Dirigentes do Sindicato dos Servidores Policiais Civis do Estado do Espírito Santo (Sindipol) estão cobrando do governo estadual uma solução para legalizar a situação do cargo de Agente de Polícia Civil. No dia 7 deste mês, o presidente do Sindipol, Jorge Emílio Leal, e os diretores Humberto Mileip Duarte Machado (vice-presidente), Aloísio Duboc Fajardo (Administrativo-Financeiro), Joel Martins Pereira (secretário de Saúde Ocupacional e Ambiente de Trabalho) e Airton Leôncio Armondes Filho (secretário de Políticas Sociais e Culturais) estiveram reunidos com a Chefe de Polícia Civil, delegada Gracimeri Soeiros Gaviorno, a quem solicitaram apoio junto ao gabinete do governador Paulo Hartung para a solução do impasse.

No governo anterior, de Renato Casagrande, o Sindipol provocou a Administração Pública e mostrou a ilegalidade que acomete o cargo dos Agentes de Polícia, que exercem as mesmas funções de Investigadores de Polícia, porém, com uma remuneração bem inferior. O salário de um investigador em início de carreira é de R$ 4,4 mil por mês, enquanto o do agente é de R$ 3,1 mil.

A Procuradoria Geral do Estado (PGE) deu o seguinte parecer para que o Estado pudesse atender o pleito da categoria: a) Formalizar as atribuições dos Agentes de Polícia, atualizando as mesmas, de acordo com o que de fato executam; b) Alterar o nível de escolaridade para investidura no cargo de Agente, passando a se exigir nível superior; e c) Adequação da remuneração, de acordo com a complexidade das atribuições exercidas pelo cargo.

O vice-presidente do Sindipol, Humberto Mileip, lembra que o próprio governo do Estado, em 2014, começou a trilhar o caminho sugerido pela PGE, no sentido de observar os três requisitos para legalização da situação desse cargo:

“O governo passado fez um decreto atualizando as atribuições dos Agentes e elaborou um projeto de lei corrigindo o nível de escolaridade para investidura no cargo. Após as eleições de outubro, o então governador Renato Casagrande mandou a mensagem para a Assembleia Legislativa, para que a lei fosse aprovada, já que tal projeto de lei não possui repercussão financeira. Mas, antes de sua posse, o novo governador eleito, Paulo Hartung, pediu e a Assembleia retirou o projeto de pauta. O governador Hartung prometeu, em conversa com o deputado Gilsinho Lopes, que tão logo assumisse o cargo mandaria o projeto de volta ao Legislativo, mas acabou mandando arquivar o processo na Secretaria da Casa Civil no final de fevereiro deste ano”, descreveu Humberto Mileip.

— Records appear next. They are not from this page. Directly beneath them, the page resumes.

//! Parser for the agent's streaming JSON output.
//!
//! The agent writes one JSON object per stdout line while it works. Three
//! shapes matter: progress events (persisted for the watchdog), `discovery`
//! lines (candidate follow-up issues), and a terminal `result` line that,
//! together with the exit code, decides success. Non-JSON lines are plain
//! log output and are ignored.

use serde_json::Value;

use crate::events::{EventSeverity, EventType};
use crate::issue::DiscoveredIssue;

#[derive(Debug, Clone, PartialEq)]
pub enum StreamItem {
    Event {
        event_type: EventType,
        severity: EventSeverity,
        message: String,
        data: Value,
    },
    Discovery(DiscoveredIssue),
    Terminal {
        success: bool,
        summary: String,
    },
}

/// Parse one stdout line. Returns `None` for non-JSON output and for JSON
/// that carries no `type` field.
pub fn parse_line(line: &str) -> Option<StreamItem> {
    let trimmed = line.trim();
    if !trimmed.starts_with('{') {
        return None;
    }
    let value: Value = serde_json::from_str(trimmed).ok()?;
    let event_type = value.get("type")?.as_str()?.to_string();

    match event_type.as_str() {
        "discovery" => {
            let discovery: DiscoveredIssue = serde_json::from_value(value).ok()?;
            if discovery.title.is_empty() {
                return None;
            }
            Some(StreamItem::Discovery(discovery))
        }
        "result" => Some(StreamItem::Terminal {
            success: value
                .get("success")
                .and_then(Value::as_bool)
                .unwrap_or(false),
            summary: value
                .get("summary")
                .and_then(Value::as_str)
                .unwrap_or("")
                .to_string(),
        }),
        other => {
            let severity = value
                .get("severity")
                .and_then(Value::as_str)
                .and_then(EventSeverity::parse)
                .unwrap_or(EventSeverity::Info);
            let message = value
                .get("message")
                .and_then(Value::as_str)
                .unwrap_or(other)
                .to_string();
            let mut data = value.get("data").cloned().unwrap_or(Value::Null);
            // Preserve agent-specific types the executor does not enumerate.
            let event_type = EventType::parse(other).unwrap_or_else(|| {
                if data.is_null() {
                    data = serde_json::json!({ "agent_event_type": other });
                } else if let Some(map) = data.as_object_mut() {
                    map.insert(
                        "agent_event_type".to_string(),
                        Value::String(other.to_string()),
                    );
                }
                EventType::AgentProgress
            });
            Some(StreamItem::Event {
                event_type,
                severity,
                message,
                data,
            })
        }
    }
}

Segundo ele, quanto ao terceiro requisito exigido pela PGE, o ex-governador Renato Casagrande assegurou que, se vencesse a eleição, discutiria a igualdade salarial a partir de 2015:
               
“Por tudo isso, solicitamos à chefe de Polícia, doutora Gracimeri Gaviorno, que faça a intermediação junto ao governo do Estado para que reinicie a negociação do pleito da categoria dos Agentes de Polícia Civil. Ela ficou de marcar uma reunião com a Seger (Secretaria de Estado de Gestão e Recursos Humanos) e a Casa Civil. No Brasil, já houve a unificação em todos os Estados entre os cargos de investigadores e agentes. Apenas o Espírito Santo está na contramão”, disse Humberto Mileip.

Ele ressalta ainda que a Assembleia Legislativa, através de projeto de lei de iniciativa do deputado Gilsinho Lopes, já havia aprovado uma lei que exigia nível superior para a investidura no cargo de Agentes de Polícia, como é no caso dos investigadores. No entanto, o governo estadual não reconhece a lei e entrou no Supremo Tribunal Federal (STF) com uma Ação Direta de Inconstitucionalidade (ADI). O STF ainda não julgou a ação.

De acordo com Humberto Mileip, a lei de nível superior para o cargo de Agentes de Polícia não gera impacto financeiro: “É apenas o segundo passo sugerido pela PGE. A aprovação dessa lei não implica em gasto, o que só ocorrerá no futuro após negociarmos com o governo uma nova tabela de subsídio para o cargo. De fato, o que gera a necessidade de melhorarmos o subsídio do Agente de Polícia é a complexidade das atribuições exercidas por eles, ainda que não estivessem formalmente regulamentadas. Hoje, com esse novo decreto que atualizou as atribuições, precisamos caminhar para resolver essa ilegalidade, aprovando a lei que exige nível superior para investidura no cargo, e, posteriormente, no momento oportuno para o governo, acertando a remuneração”.